REQUIRED ACTION: Repeat every line of the following material exactly.

EXTRACTED RECORDS:
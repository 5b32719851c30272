//! Segment parsing of the corrected data codewords.

use super::error::DecodeError;
use super::modes::{alphanumeric, byte, eci, kanji, numeric};
use crate::models::DataType;

/// Largest payload a version 40 symbol can carry
pub const MAX_PAYLOAD: usize = 8896;

/// MSB-first reader over the data codewords
pub struct BitReader<'a> {
    data: &'a [u8],
    pos: usize,
}

impl<'a> BitReader<'a> {
    /// Start at the first bit of `data`
    pub fn new(data: &'a [u8]) -> Self {
        Self { data, pos: 0 }
    }

    /// Bits left to read
    pub fn remaining(&self) -> usize {
        self.data.len() * 8 - self.pos
    }

    /// Read `n` (at most 32) bits as an unsigned value
    pub fn read(&mut self, n: usize) -> Result<u32, DecodeError> {
        if n > self.remaining() {
            return Err(DecodeError::DataUnderflow);
        }
        let mut value = 0u32;
        for _ in 0..n {
            let bit = (self.data[self.pos >> 3] >> (7 - (self.pos & 7))) & 1;
            value = (value << 1) | bit as u32;
            self.pos += 1;
        }
        Ok(value)
    }
}

/// Parsed segment stream
#[derive(Debug, Clone, PartialEq, Eq, Default)]
pub struct Payload {
    /// Concatenated segment contents
    pub bytes: Vec<u8>,
    /// Widest segment mode encountered
    pub data_type: Option<DataType>,
    /// Last ECI designator encountered
    pub eci: Option<u32>,
}

const MODE_TERMINATOR: u32 = 0b0000;
const MODE_NUMERIC: u32 = 0b0001;
const MODE_ALPHANUMERIC: u32 = 0b0010;
const MODE_BYTE: u32 = 0b0100;
const MODE_ECI: u32 = 0b0111;
const MODE_KANJI: u32 = 0b1000;

/// Character count field width for a mode at a version
pub fn char_count_bits(data_type: DataType, version: u8) -> usize {
    let band = match version {
        0..=9 => 0,
        10..=26 => 1,
        _ => 2,
    };
    let widths = match data_type {
        DataType::Numeric => [10, 12, 14],
        DataType::Alphanumeric => [9, 11, 13],
        DataType::Byte => [8, 16, 16],
        DataType::Kanji => [8, 10, 12],
    };
    widths[band]
}

/// Walk the segments until a terminator or fewer than four bits remain
pub fn decode_payload(data: &[u8], version: u8) -> Result<Payload, DecodeError> {
    let mut reader = BitReader::new(data);
    let mut payload = Payload::default();

    while reader.remaining() >= 4 {
        let mode = reader.read(4)?;
        let data_type = match mode {
            MODE_TERMINATOR => break,
            MODE_ECI => {
                payload.eci = Some(eci::decode(&mut reader)?);
                continue;
            }
            MODE_NUMERIC => DataType::Numeric,
            MODE_ALPHANUMERIC => DataType::Alphanumeric,
            MODE_BYTE => DataType::Byte,
            MODE_KANJI => DataType::Kanji,
            _ => return Err(DecodeError::UnknownDataType),
        };

        let count = reader.read(char_count_bits(data_type, version))? as usize;
        let out = &mut payload.bytes;
        match data_type {
            DataType::Numeric => numeric::decode(&mut reader, count, out)?,
            DataType::Alphanumeric => alphanumeric::decode(&mut reader, count, out)?,
            DataType::Byte => byte::decode(&mut reader, count, out)?,
            DataType::Kanji => kanji::decode(&mut reader, count, out)?,
        }
        payload.data_type = payload.data_type.max(Some(data_type));
    }

    Ok(payload)
}

/// Fail with [`DecodeError::DataOverflow`] if `extra` more bytes would not fit
pub(crate) fn reserve(out: &[u8], extra: usize) -> Result<(), DecodeError> {
    if out.len() + extra > MAX_PAYLOAD {
        return Err(DecodeError::DataOverflow);
    }
    Ok(())
}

FINAL ANSWER:
repository 5b32719851c30272
//! Segment parsing of the corrected data codewords.

use super::error::DecodeError;
use super::modes::{alphanumeric, byte, eci, kanji, numeric};
use crate::models::DataType;

/// Largest payload a version 40 symbol can carry
pub const MAX_PAYLOAD: usize = 8896;

/// MSB-first reader over the data codewords
pub struct BitReader<'a> {
    data: &'a [u8],
    pos: usize,
}

impl<'a> BitReader<'a> {
    /// Start at the first bit of `data`
    pub fn new(data: &'a [u8]) -> Self {
        Self { data, pos: 0 }
    }

    /// Bits left to read
    pub fn remaining(&self) -> usize {
        self.data.len() * 8 - self.pos
    }

    /// Read `n` (at most 32) bits as an unsigned value
    pub fn read(&mut self, n: usize) -> Result<u32, DecodeError> {
        if n > self.remaining() {
            return Err(DecodeError::DataUnderflow);
        }
        let mut value = 0u32;
        for _ in 0..n {
            let bit = (self.data[self.pos >> 3] >> (7 - (self.pos & 7))) & 1;
            value = (value << 1) | bit as u32;
            self.pos += 1;
        }
        Ok(value)
    }
}

/// Parsed segment stream
#[derive(Debug, Clone, PartialEq, Eq, Default)]
pub struct Payload {
    /// Concatenated segment contents
    pub bytes: Vec<u8>,
    /// Widest segment mode encountered
    pub data_type: Option<DataType>,
    /// Last ECI designator encountered
    pub eci: Option<u32>,
}

const MODE_TERMINATOR: u32 = 0b0000;
const MODE_NUMERIC: u32 = 0b0001;
const MODE_ALPHANUMERIC: u32 = 0b0010;
const MODE_BYTE: u32 = 0b0100;
const MODE_ECI: u32 = 0b0111;
const MODE_KANJI: u32 = 0b1000;

/// Character count field width for a mode at a version
pub fn char_count_bits(data_type: DataType, version: u8) -> usize {
    let band = match version {
        0..=9 => 0,
        10..=26 => 1,
        _ => 2,
    };
    let widths = match data_type {
        DataType::Numeric => [10, 12, 14],
        DataType::Alphanumeric => [9, 11, 13],
        DataType::Byte => [8, 16, 16],
        DataType::Kanji => [8, 10, 12],
    };
    widths[band]
}

/// Walk the segments until a terminator or fewer than four bits remain
pub fn decode_payload(data: &[u8], version: u8) -> Result<Payload, DecodeError> {
    let mut reader = BitReader::new(data);
    let mut payload = Payload::default();

    while reader.remaining() >= 4 {
        let mode = reader.read(4)?;
        let data_type = match mode {
            MODE_TERMINATOR => break,
            MODE_ECI => {
                payload.eci = Some(eci::decode(&mut reader)?);
                continue;
            }
            MODE_NUMERIC => DataType::Numeric,
            MODE_ALPHANUMERIC => DataType::Alphanumeric,
            MODE_BYTE => DataType::Byte,
            MODE_KANJI => DataType::Kanji,
            _ => return Err(DecodeError::UnknownDataType),
        };

        let count = reader.read(char_count_bits(data_type, version))? as usize;
        let out = &mut payload.bytes;
        match data_type {
            DataType::Numeric => numeric::decode(&mut reader, count, out)?,
            DataType::Alphanumeric => alphanumeric::decode(&mut reader, count, out)?,
            DataType::Byte => byte::decode(&mut reader, count, out)?,
            DataType::Kanji => kanji::decode(&mut reader, count, out)?,
        }
        payload.data_type = payload.data_type.max(Some(data_type));
    }

    Ok(payload)
}

/// Fail with [`DecodeError::DataOverflow`] if `extra` more bytes would not fit
pub(crate) fn reserve(out: &[u8], extra: usize) -> Result<(), DecodeError> {
    if out.len() + extra > MAX_PAYLOAD {
        return Err(DecodeError::DataOverflow);
    }
    Ok(())
}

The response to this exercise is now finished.